Excerpted data:
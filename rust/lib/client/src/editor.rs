//! Generic create/edit/delete controller.
//!
//! One [`EntityEditor`] owns at most one form session at a time:
//!
//! ```text
//! Closed ─open_create/open_edit─▶ Open ─submit─▶ Submitting ─ok──▶ Closed
//!                                  ▲                 │
//!                                  └──────error──────┘
//! ```
//!
//! Every open or close starts a new session generation. A response that
//! comes back for an older generation is dropped without touching state.

use palet_core::{Editable, FilteredView, FormValues, Listable, Locale, ViewContext};
use tokio::sync::Mutex;
use tracing::{debug, info};

use crate::{Ack, ApiError, ResourceClient};

/// Asks the user before a destructive action.
pub trait Confirm {
    fn confirm(&self, prompt: &str) -> bool;
}

impl<F: Fn(&str) -> bool> Confirm for F {
    fn confirm(&self, prompt: &str) -> bool {
        self(prompt)
    }
}

#[derive(Debug, Clone, Copy, PartialEq, Eq)]
pub enum Mode {
    Create,
    Edit(i64),
}

#[derive(Debug, Clone, PartialEq, Eq)]
pub enum FormState {
    Closed,
    Open { mode: Mode, values: FormValues },
    Submitting { mode: Mode, values: FormValues },
}

#[derive(Debug, Clone, PartialEq, Eq)]
pub enum Deleted {
    Removed(Ack),
    /// The user declined; nothing was sent.
    Cancelled,
}

struct Session {
    generation: u64,
    state: FormState,
}

impl Session {
    fn restart(&mut self, state: FormState) -> u64 {
        self.generation += 1;
        self.state = state;
        self.generation
    }
}

pub struct EntityEditor<T: Editable> {
    client: ResourceClient<T>,
    locale: Locale,
    session: Mutex<Session>,
}

impl<T: Editable> EntityEditor<T> {
    pub fn new(client: ResourceClient<T>) -> Self {
        Self {
            client,
            locale: Locale::default(),
            session: Mutex::new(Session {
                generation: 0,
                state: FormState::Closed,
            }),
        }
    }

    pub fn with_locale(mut self, locale: Locale) -> Self {
        self.locale = locale;
        self
    }

    pub fn client(&self) -> &ResourceClient<T> {
        &self.client
    }

    pub async fn state(&self) -> FormState {
        self.session.lock().await.state.clone()
    }

    /// Current field values, if a form is open or submitting.
    pub async fn values(&self) -> Option<FormValues> {
        match &self.session.lock().await.state {
            FormState::Closed => None,
            FormState::Open { values, .. } | FormState::Submitting { values, .. } => {
                Some(values.clone())
            }
        }
    }

    /// Open an empty form for a new record.
    pub async fn open_create(&self) {
        self.session.lock().await.restart(FormState::Open {
            mode: Mode::Create,
            values: FormValues::new(),
        });
    }

    /// Open a form for an existing record, always re-fetching it first.
    pub async fn open_edit(&self, id: i64) -> Result<FormValues, ApiError> {
        let generation = self.session.lock().await.restart(FormState::Closed);

        let record = self.client.get(id).await?;
        let values = record.to_form();

        let mut session = self.session.lock().await;
        if session.generation == generation {
            session.state = FormState::Open {
                mode: Mode::Edit(id),
                values: values.clone(),
            };
        } else {
            debug!(id, "edit form superseded before fetch completed");
        }
        Ok(values)
    }

    /// Set one raw field value. `key` must be in the entity's schema.
    pub async fn set_field(&self, key: &str, value: &str) -> Result<(), ApiError> {
        if !T::schema().iter().any(|f| f.key == key) {
            let known: Vec<_> = T::schema().iter().map(|f| f.key).collect();
            return Err(ApiError::UnknownField {
                field: key.to_string(),
                known: known.join(", "),
            });
        }
        match &mut self.session.lock().await.state {
            FormState::Open { values, .. } => {
                values.set(key, value);
                Ok(())
            }
            FormState::Submitting { .. } => Err(ApiError::Busy),
            FormState::Closed => Err(ApiError::NoSession),
        }
    }

    /// Discard the form. An in-flight submission will be ignored.
    pub async fn close(&self) {
        self.session.lock().await.restart(FormState::Closed);
    }

    /// Validate and send the open form: POST for a new record, PUT for an
    /// existing one. Single-flight: while a submission is pending, further
    /// calls fail with [`ApiError::Busy`] without touching the network.
    pub async fn submit(&self) -> Result<Ack, ApiError> {
        let (generation, mode, values, record) = {
            let mut session = self.session.lock().await;
            let (mode, values) = match &session.state {
                FormState::Open { mode, values } => (*mode, values.clone()),
                FormState::Submitting { .. } => return Err(ApiError::Busy),
                FormState::Closed => return Err(ApiError::NoSession),
            };
            let record = T::from_form(&values)?;
            session.state = FormState::Submitting {
                mode,
                values: values.clone(),
            };
            (session.generation, mode, values, record)
        };

        let result = match mode {
            Mode::Create => self.client.create(&record).await,
            Mode::Edit(id) => self.client.update(id, &record).await,
        };

        let mut session = self.session.lock().await;
        if session.generation != generation {
            debug!("{} form closed before submission completed", T::singular());
            return result;
        }
        match &result {
            Ok(_) => {
                info!(?mode, "{} saved", T::singular());
                session.state = FormState::Closed;
            }
            Err(_) => session.state = FormState::Open { mode, values },
        }
        result
    }

    /// Delete after the user confirms.
    pub async fn delete(&self, id: i64, confirm: &dyn Confirm) -> Result<Deleted, ApiError> {
        if !confirm.confirm(T::delete_prompt().text(self.locale)) {
            debug!(id, "{} delete cancelled", T::singular());
            return Ok(Deleted::Cancelled);
        }
        let ack = self.client.delete(id).await?;
        info!(id, "{} deleted", T::singular());
        Ok(Deleted::Removed(ack))
    }

    /// Re-fetch the listing and re-apply the view's filter and sort.
    pub async fn refresh(&self, view: &ViewContext) -> Result<Vec<T>, ApiError>
    where
        T: Listable,
    {
        let records = self.client.list().await?;
        let FilteredView { items } = view.apply(&records);
        Ok(items.into_iter().cloned().collect())
    }
}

The problem:
Every line above needs to be retyped exactly.

Response:
filename rust/lib/client/src/editor.rs
//! Generic create/edit/delete controller.
//!
//! One [`EntityEditor`] owns at most one form session at a time:
//!
//! ```text
//! Closed ─open_create/open_edit─▶ Open ─submit─▶ Submitting ─ok──▶ Closed
//!                                  ▲                 │
//!                                  └──────error──────┘
//! ```
//!
//! Every open or close starts a new session generation. A response that
//! comes back for an older generation is dropped without touching state.

use palet_core::{Editable, FilteredView, FormValues, Listable, Locale, ViewContext};
use tokio::sync::Mutex;
use tracing::{debug, info};

use crate::{Ack, ApiError, ResourceClient};

/// Asks the user before a destructive action.
pub trait Confirm {
    fn confirm(&self, prompt: &str) -> bool;
}

impl<F: Fn(&str) -> bool> Confirm for F {
    fn confirm(&self, prompt: &str) -> bool {
        self(prompt)
    }
}

#[derive(Debug, Clone, Copy, PartialEq, Eq)]
pub enum Mode {
    Create,
    Edit(i64),
}

#[derive(Debug, Clone, PartialEq, Eq)]
pub enum FormState {
    Closed,
    Open { mode: Mode, values: FormValues },
    Submitting { mode: Mode, values: FormValues },
}

#[derive(Debug, Clone, PartialEq, Eq)]
pub enum Deleted {
    Removed(Ack),
    /// The user declined; nothing was sent.
    Cancelled,
}

struct Session {
    generation: u64,
    state: FormState,
}

impl Session {
    fn restart(&mut self, state: FormState) -> u64 {
        self.generation += 1;
        self.state = state;
        self.generation
    }
}

pub struct EntityEditor<T: Editable> {
    client: ResourceClient<T>,
    locale: Locale,
    session: Mutex<Session>,
}

impl<T: Editable> EntityEditor<T> {
    pub fn new(client: ResourceClient<T>) -> Self {
        Self {
            client,
            locale: Locale::default(),
            session: Mutex::new(Session {
                generation: 0,
                state: FormState::Closed,
            }),
        }
    }

    pub fn with_locale(mut self, locale: Locale) -> Self {
        self.locale = locale;
        self
    }

    pub fn client(&self) -> &ResourceClient<T> {
        &self.client
    }

    pub async fn state(&self) -> FormState {
        self.session.lock().await.state.clone()
    }

    /// Current field values, if a form is open or submitting.
    pub async fn values(&self) -> Option<FormValues> {
        match &self.session.lock().await.state {
            FormState::Closed => None,
            FormState::Open { values, .. } | FormState::Submitting { values, .. } => {
                Some(values.clone())
            }
        }
    }

    /// Open an empty form for a new record.
    pub async fn open_create(&self) {
        self.session.lock().await.restart(FormState::Open {
            mode: Mode::Create,
            values: FormValues::new(),
        });
    }

    /// Open a form for an existing record, always re-fetching it first.
    pub async fn open_edit(&self, id: i64) -> Result<FormValues, ApiError> {
        let generation = self.session.lock().await.restart(FormState::Closed);

        let record = self.client.get(id).await?;
        let values = record.to_form();

        let mut session = self.session.lock().await;
        if session.generation == generation {
            session.state = FormState::Open {
                mode: Mode::Edit(id),
                values: values.clone(),
            };
        } else {
            debug!(id, "edit form superseded before fetch completed");
        }
        Ok(values)
    }

    /// Set one raw field value. `key` must be in the entity's schema.
    pub async fn set_field(&self, key: &str, value: &str) -> Result<(), ApiError> {
        if !T::schema().iter().any(|f| f.key == key) {
            let known: Vec<_> = T::schema().iter().map(|f| f.key).collect();
            return Err(ApiError::UnknownField {
                field: key.to_string(),
                known: known.join(", "),
            });
        }
        match &mut self.session.lock().await.state {
            FormState::Open { values, .. } => {
                values.set(key, value);
                Ok(())
            }
            FormState::Submitting { .. } => Err(ApiError::Busy),
            FormState::Closed => Err(ApiError::NoSession),
        }
    }

    /// Discard the form. An in-flight submission will be ignored.
    pub async fn close(&self) {
        self.session.lock().await.restart(FormState::Closed);
    }

    /// Validate and send the open form: POST for a new record, PUT for an
    /// existing one. Single-flight: while a submission is pending, further
    /// calls fail with [`ApiError::Busy`] without touching the network.
    pub async fn submit(&self) -> Result<Ack, ApiError> {
        let (generation, mode, values, record) = {
            let mut session = self.session.lock().await;
            let (mode, values) = match &session.state {
                FormState::Open { mode, values } => (*mode, values.clone()),
                FormState::Submitting { .. } => return Err(ApiError::Busy),
                FormState::Closed => return Err(ApiError::NoSession),
            };
            let record = T::from_form(&values)?;
            session.state = FormState::Submitting {
                mode,
                values: values.clone(),
            };
            (session.generation, mode, values, record)
        };

        let result = match mode {
            Mode::Create => self.client.create(&record).await,
            Mode::Edit(id) => self.client.update(id, &record).await,
        };

        let mut session = self.session.lock().await;
        if session.generation != generation {
            debug!("{} form closed before submission completed", T::singular());
            return result;
        }
        match &result {
            Ok(_) => {
                info!(?mode, "{} saved", T::singular());
                session.state = FormState::Closed;
            }
            Err(_) => session.state = FormState::Open { mode, values },
        }
        result
    }

    /// Delete after the user confirms.
    pub async fn delete(&self, id: i64, confirm: &dyn Confirm) -> Result<Deleted, ApiError> {
        if !confirm.confirm(T::delete_prompt().text(self.locale)) {
            debug!(id, "{} delete cancelled", T::singular());
            return Ok(Deleted::Cancelled);
        }
        let ack = self.client.delete(id).await?;
        info!(id, "{} deleted", T::singular());
        Ok(Deleted::Removed(ack))
    }

    /// Re-fetch the listing and re-apply the view's filter and sort.
    pub async fn refresh(&self, view: &ViewContext) -> Result<Vec<T>, ApiError>
    where
        T: Listable,
    {
        let records = self.client.list().await?;
        let FilteredView { items } = view.apply(&records);
        Ok(items.into_iter().cloned().collect())
    }
}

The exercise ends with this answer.